Looking at the entries below, state how many lines contain the word "UpstreamFailure". Give the number alone.

------ MATERIAL PROVIDED ------

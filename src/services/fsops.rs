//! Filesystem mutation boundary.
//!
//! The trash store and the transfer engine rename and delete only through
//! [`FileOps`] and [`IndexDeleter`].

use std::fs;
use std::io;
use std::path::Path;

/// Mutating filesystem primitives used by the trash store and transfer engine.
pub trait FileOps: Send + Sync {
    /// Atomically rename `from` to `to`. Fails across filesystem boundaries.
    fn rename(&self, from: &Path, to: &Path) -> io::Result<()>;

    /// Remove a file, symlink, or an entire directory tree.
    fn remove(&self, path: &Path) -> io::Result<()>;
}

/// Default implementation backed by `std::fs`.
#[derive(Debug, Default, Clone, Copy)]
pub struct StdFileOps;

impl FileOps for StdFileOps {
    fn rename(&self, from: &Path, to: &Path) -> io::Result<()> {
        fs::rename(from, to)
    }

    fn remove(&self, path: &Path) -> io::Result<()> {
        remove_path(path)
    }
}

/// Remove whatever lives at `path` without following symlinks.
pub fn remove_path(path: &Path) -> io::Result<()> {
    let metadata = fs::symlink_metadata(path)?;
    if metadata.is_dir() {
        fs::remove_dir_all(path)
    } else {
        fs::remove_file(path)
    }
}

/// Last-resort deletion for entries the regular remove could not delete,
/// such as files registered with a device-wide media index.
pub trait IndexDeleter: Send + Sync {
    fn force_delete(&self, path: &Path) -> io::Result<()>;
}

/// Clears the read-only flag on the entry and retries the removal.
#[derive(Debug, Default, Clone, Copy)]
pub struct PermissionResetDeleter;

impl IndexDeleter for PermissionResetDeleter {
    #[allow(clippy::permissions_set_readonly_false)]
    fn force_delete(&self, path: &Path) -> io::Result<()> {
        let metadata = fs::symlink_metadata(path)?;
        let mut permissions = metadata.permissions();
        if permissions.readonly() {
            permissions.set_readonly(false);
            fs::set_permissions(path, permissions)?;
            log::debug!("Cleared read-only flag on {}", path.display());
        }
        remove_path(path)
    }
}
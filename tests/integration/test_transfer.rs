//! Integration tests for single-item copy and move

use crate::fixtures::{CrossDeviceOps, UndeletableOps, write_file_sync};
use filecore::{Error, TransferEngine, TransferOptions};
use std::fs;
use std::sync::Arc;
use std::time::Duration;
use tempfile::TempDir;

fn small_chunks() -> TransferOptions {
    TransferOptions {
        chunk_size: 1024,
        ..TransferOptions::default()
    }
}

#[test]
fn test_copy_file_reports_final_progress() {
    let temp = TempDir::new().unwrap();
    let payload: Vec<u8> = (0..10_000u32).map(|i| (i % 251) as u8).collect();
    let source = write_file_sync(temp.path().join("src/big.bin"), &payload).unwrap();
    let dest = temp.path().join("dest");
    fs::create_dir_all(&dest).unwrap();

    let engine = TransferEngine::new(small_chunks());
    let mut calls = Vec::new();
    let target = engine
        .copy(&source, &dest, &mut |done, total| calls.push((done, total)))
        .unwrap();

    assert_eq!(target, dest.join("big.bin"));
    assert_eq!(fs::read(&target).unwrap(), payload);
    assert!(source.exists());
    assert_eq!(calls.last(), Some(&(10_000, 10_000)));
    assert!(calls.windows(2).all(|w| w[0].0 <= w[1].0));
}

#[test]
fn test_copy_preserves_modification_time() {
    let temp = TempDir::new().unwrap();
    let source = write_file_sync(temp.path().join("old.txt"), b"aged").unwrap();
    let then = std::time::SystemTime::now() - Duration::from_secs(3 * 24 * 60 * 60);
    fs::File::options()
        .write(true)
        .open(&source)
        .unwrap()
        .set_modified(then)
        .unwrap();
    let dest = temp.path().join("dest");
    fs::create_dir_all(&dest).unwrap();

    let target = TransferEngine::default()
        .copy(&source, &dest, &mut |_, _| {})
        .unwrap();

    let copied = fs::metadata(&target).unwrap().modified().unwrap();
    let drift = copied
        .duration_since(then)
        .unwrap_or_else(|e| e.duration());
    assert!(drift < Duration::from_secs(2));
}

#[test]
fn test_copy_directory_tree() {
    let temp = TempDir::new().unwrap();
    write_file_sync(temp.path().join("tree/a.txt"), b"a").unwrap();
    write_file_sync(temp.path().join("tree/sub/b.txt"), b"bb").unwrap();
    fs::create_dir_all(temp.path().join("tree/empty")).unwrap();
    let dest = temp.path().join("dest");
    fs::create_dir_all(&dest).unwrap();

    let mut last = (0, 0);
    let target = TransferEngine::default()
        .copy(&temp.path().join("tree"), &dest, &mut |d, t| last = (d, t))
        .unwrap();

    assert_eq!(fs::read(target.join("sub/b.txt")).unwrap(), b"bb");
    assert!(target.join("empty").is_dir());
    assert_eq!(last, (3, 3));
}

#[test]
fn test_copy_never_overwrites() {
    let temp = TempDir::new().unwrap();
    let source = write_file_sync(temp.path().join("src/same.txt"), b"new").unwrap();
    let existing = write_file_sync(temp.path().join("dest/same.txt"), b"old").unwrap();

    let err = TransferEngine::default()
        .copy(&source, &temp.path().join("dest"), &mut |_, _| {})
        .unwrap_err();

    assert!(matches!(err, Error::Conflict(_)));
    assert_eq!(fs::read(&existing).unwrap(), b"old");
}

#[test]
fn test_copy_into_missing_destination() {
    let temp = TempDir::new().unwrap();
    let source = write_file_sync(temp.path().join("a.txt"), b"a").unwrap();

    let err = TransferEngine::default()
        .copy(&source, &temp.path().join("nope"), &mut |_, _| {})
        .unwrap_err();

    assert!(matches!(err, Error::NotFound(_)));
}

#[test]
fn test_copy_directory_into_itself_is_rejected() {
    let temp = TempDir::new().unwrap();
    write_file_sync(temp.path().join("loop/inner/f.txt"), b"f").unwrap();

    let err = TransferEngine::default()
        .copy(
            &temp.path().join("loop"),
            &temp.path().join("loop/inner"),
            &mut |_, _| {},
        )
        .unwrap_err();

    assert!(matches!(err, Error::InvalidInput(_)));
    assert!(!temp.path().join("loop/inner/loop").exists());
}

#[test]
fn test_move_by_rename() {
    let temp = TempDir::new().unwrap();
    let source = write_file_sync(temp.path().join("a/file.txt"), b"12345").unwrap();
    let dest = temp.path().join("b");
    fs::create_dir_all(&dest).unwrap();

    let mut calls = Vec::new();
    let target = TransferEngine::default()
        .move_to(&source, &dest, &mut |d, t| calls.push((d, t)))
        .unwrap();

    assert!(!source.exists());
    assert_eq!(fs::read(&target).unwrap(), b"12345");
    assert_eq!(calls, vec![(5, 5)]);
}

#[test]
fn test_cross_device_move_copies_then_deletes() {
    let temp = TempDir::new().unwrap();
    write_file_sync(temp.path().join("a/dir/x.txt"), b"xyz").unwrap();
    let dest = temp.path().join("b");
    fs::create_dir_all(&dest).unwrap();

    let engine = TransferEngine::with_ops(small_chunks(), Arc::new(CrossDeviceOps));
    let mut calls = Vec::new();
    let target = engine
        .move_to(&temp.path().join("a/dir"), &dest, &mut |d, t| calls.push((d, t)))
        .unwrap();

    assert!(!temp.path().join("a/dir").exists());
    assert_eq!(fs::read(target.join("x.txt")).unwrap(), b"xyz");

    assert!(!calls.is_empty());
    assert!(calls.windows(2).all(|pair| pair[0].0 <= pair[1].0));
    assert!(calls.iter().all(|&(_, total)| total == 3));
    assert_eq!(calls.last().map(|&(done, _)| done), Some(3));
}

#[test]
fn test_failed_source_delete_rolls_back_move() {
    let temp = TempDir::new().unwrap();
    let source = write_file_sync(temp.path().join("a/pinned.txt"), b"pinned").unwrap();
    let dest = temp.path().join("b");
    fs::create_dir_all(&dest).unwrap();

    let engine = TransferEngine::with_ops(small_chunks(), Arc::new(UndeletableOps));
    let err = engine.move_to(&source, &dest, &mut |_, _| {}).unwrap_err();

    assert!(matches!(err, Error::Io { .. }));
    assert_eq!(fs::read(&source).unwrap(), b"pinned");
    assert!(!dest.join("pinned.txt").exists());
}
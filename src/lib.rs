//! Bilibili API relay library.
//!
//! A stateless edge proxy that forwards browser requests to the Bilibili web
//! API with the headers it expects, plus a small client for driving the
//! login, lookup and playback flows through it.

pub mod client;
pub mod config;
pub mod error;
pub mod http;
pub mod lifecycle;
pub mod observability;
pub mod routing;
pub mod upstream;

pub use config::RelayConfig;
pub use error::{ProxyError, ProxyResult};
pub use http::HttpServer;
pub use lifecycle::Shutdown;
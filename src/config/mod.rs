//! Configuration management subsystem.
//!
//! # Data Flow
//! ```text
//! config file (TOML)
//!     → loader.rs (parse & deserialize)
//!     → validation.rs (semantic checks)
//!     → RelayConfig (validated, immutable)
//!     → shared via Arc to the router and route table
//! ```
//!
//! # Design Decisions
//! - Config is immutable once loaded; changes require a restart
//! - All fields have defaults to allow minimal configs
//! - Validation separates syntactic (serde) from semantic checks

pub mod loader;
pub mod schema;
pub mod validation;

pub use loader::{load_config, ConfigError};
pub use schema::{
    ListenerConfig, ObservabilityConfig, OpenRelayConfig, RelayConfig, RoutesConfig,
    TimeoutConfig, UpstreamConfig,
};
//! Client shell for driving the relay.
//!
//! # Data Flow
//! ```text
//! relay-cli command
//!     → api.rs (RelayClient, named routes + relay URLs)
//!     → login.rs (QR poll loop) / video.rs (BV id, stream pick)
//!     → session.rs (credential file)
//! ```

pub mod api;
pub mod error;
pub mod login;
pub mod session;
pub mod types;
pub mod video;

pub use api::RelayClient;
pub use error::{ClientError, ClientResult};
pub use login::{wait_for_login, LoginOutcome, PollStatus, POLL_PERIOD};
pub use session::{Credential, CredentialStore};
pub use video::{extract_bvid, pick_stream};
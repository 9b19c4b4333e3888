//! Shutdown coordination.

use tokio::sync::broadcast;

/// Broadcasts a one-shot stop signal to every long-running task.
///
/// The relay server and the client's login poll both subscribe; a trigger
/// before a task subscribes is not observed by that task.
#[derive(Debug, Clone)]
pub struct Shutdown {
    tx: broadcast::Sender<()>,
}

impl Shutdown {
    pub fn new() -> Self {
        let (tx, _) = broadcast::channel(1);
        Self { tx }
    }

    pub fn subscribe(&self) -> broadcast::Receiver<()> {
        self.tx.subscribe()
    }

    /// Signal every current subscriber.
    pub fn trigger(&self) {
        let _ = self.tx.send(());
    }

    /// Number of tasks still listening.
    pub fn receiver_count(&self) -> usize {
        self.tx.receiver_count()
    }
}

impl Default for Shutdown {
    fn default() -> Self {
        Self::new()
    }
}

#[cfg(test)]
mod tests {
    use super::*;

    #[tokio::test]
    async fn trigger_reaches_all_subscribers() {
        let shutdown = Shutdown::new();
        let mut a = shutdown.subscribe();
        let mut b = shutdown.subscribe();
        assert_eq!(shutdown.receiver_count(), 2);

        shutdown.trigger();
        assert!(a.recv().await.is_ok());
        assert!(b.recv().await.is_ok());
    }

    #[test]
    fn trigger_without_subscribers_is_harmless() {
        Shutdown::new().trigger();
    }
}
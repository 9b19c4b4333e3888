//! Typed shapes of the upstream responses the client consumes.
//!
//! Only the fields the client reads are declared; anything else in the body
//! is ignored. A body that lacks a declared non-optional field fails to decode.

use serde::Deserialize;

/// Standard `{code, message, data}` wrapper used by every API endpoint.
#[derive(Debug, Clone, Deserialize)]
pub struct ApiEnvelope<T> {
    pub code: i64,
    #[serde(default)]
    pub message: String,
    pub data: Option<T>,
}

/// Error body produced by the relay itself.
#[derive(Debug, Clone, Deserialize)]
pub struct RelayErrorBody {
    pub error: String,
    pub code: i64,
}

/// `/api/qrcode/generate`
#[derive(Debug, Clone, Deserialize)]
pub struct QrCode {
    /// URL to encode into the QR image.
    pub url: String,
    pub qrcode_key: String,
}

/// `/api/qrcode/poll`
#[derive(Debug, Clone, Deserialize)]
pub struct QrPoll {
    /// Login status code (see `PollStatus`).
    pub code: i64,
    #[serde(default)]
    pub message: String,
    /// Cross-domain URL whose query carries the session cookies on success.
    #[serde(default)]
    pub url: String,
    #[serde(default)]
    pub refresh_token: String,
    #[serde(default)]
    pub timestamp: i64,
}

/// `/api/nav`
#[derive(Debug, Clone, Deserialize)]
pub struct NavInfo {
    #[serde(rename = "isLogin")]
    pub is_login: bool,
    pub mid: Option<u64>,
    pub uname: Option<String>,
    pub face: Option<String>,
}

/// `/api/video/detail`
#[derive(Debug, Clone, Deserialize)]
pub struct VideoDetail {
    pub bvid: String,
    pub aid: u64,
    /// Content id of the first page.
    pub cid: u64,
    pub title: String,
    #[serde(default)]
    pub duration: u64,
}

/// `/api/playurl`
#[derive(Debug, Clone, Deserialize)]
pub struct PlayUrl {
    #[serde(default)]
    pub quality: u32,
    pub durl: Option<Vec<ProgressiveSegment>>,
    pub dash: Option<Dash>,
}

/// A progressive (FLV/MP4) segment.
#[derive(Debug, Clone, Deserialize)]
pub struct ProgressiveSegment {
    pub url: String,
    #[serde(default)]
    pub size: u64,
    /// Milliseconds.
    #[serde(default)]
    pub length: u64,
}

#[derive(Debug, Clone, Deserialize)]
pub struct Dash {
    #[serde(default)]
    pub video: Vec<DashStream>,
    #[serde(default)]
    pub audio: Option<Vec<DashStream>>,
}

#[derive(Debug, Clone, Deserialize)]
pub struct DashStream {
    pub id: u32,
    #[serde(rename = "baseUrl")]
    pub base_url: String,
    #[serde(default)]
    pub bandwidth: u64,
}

------
------ MATERIAL PROVIDED ------

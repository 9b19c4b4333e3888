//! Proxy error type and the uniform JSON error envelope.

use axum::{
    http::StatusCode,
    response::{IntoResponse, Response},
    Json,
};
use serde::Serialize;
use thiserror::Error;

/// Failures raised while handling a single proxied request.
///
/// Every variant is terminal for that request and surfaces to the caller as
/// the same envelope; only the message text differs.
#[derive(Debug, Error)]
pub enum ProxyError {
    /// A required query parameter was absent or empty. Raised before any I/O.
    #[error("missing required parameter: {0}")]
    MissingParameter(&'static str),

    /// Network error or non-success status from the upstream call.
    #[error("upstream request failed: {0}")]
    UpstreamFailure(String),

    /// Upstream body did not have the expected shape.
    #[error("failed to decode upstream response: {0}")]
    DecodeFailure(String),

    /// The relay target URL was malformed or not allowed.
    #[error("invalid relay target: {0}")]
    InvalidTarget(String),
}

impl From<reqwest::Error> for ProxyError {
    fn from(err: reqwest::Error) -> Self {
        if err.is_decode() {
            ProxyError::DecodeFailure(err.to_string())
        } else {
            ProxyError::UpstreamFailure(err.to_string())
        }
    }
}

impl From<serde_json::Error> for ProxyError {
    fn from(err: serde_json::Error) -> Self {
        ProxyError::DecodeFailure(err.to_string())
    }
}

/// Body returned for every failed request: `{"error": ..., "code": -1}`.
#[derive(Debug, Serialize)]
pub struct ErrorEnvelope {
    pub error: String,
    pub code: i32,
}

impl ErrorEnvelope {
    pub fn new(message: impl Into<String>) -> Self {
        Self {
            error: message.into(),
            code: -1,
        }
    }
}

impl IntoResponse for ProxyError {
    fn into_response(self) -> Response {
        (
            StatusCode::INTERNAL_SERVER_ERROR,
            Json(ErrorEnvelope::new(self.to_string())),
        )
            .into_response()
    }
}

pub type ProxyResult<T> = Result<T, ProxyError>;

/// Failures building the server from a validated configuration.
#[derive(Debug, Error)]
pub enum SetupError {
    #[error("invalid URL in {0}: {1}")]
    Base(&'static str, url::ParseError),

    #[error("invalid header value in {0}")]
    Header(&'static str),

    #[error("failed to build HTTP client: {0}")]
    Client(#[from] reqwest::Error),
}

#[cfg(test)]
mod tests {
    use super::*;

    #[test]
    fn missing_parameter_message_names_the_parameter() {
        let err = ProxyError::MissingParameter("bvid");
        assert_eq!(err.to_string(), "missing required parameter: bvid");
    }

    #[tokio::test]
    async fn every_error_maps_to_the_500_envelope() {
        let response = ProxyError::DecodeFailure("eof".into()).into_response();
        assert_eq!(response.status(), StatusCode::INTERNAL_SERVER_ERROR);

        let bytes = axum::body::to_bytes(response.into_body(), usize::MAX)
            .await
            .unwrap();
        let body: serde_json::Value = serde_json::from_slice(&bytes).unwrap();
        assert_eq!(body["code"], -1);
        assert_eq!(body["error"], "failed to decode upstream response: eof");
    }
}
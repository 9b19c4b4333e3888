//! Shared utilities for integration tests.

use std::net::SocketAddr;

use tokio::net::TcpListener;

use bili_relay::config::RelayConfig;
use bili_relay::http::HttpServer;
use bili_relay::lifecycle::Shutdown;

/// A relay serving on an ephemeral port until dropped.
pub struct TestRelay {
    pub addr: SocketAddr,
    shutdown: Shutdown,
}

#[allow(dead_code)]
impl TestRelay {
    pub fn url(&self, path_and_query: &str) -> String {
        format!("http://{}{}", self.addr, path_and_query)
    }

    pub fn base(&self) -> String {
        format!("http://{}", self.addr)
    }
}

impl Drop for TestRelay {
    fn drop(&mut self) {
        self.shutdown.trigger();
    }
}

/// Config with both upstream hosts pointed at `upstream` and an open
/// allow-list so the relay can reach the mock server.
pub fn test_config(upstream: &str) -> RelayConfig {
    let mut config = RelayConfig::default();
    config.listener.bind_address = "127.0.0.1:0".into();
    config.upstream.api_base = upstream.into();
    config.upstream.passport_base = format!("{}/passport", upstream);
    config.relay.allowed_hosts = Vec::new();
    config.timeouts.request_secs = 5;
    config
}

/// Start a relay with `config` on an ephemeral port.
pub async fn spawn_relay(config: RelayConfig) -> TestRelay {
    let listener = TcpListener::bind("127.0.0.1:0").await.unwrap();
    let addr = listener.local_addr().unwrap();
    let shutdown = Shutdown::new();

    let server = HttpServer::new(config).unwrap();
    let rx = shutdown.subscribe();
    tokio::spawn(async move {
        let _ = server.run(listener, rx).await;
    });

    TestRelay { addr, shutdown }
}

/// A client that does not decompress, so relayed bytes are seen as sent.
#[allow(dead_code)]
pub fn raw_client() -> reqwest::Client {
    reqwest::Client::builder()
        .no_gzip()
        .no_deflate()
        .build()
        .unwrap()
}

------

ANSWER AREA | 2